§ DESCRIPTION OF THE TASK
When a line of the records contains "clone", copy it.

Items listed in a dataset:
____
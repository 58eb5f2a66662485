//! Integration tests for the catalog, checkout and cover warm-up working together

use std::{sync::Arc, time::Duration};

use testresult::TestResult;

use thinkery::{
    assistant::{
        AssistantError, CoverWarmup, MockCoverGenerator, WarmupDelays, covers::jobs_for,
    },
    cart::CartStore,
    catalog::GuideId,
    checkout::{self, CheckoutError, CustomerDetails},
    fixtures,
    receipt::Receipt,
};

#[test]
fn checkout_charges_the_quoted_total_and_empties_the_cart() -> TestResult {
    let catalog = fixtures::bundled_catalog()?;
    let mut cart = CartStore::for_catalog(&catalog);

    for id in [1, 2, 3, 4, 6] {
        cart.add(catalog.get(GuideId::new(id)).ok_or("missing guide")?.clone());
    }

    let quoted = cart.quote().clone();
    let mut quotes = cart.subscribe();

    let order = checkout::complete(
        &mut cart,
        CustomerDetails::new("Grace Hopper", "grace@navy.mil"),
    )?;

    assert!(cart.is_empty());
    assert_eq!(order.quote(), &quoted);
    assert_eq!(order.quote().total().to_minor_units(), 4000);
    assert_eq!(order.downloads().len(), 5);
    assert_eq!(
        quotes.borrow_and_update().total().to_minor_units(),
        0,
        "subscribers see the cleared cart"
    );

    let mut out = Vec::new();
    Receipt::for_order(&order).write_to(&mut out)?;
    let receipt = String::from_utf8_lossy(&out);

    assert!(receipt.contains("Dark Psychology"), "{receipt}");
    assert!(receipt.contains("Bundle Discount"), "{receipt}");

    Ok(())
}

#[test]
fn checkout_refuses_empty_cart_and_bad_details() -> TestResult {
    let catalog = fixtures::bundled_catalog()?;
    let mut cart = CartStore::for_catalog(&catalog);

    assert!(matches!(
        checkout::complete(&mut cart, CustomerDetails::new("Grace", "grace@navy.mil")),
        Err(CheckoutError::EmptyCart)
    ));

    cart.add(catalog.master().ok_or("missing master")?.clone());

    assert!(matches!(
        checkout::complete(&mut cart, CustomerDetails::new("", "grace@navy.mil")),
        Err(CheckoutError::MissingName)
    ));
    assert!(matches!(
        checkout::complete(&mut cart, CustomerDetails::new("Grace", "grace@navy")),
        Err(CheckoutError::InvalidEmail(_))
    ));
    assert_eq!(cart.len(), 1);

    Ok(())
}

#[tokio::test(start_paused = true)]
async fn warmup_fills_in_catalog_artwork_progressively() -> TestResult {
    let mut catalog = fixtures::bundled_catalog()?;
    let jobs = jobs_for(&catalog);

    assert_eq!(jobs.len(), catalog.len());

    let mut generator = MockCoverGenerator::new();

    generator
        .expect_generate_cover()
        .times(jobs.len())
        .returning(|prompt| {
            if prompt.contains("psychology,manipulation") {
                Err(AssistantError::EmptyResponse)
            } else {
                Ok(format!("data:image/jpeg;base64,{}", prompt.len()))
            }
        });

    let delays = WarmupDelays {
        success: Duration::from_millis(10),
        failure: Duration::from_millis(20),
    };

    let (mut updates, handle) =
        CoverWarmup::with_delays(Arc::new(generator), delays).spawn(jobs);

    let mut applied = 0;

    while let Some(update) = updates.recv().await {
        catalog.set_artwork(update.id, update.url)?;
        applied += 1;
    }

    let summary = handle.await?;

    assert_eq!(summary.failed, 1);
    assert_eq!(summary.generated, applied);
    assert_eq!(summary.generated + summary.failed, catalog.len());
    assert!(!summary.cancelled);

    let with_artwork = catalog
        .iter()
        .filter(|item| item.artwork_url().is_some())
        .count();

    assert_eq!(with_artwork, applied);
    assert_eq!(jobs_for(&catalog).len(), summary.failed);

    Ok(())
}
____
§ ANSWER SECTION
        cart.add(catalog.get(GuideId::new(id)).ok_or("missing guide")?.clone());
    let quoted = cart.quote().clone();
    cart.add(catalog.master().ok_or("missing master")?.clone());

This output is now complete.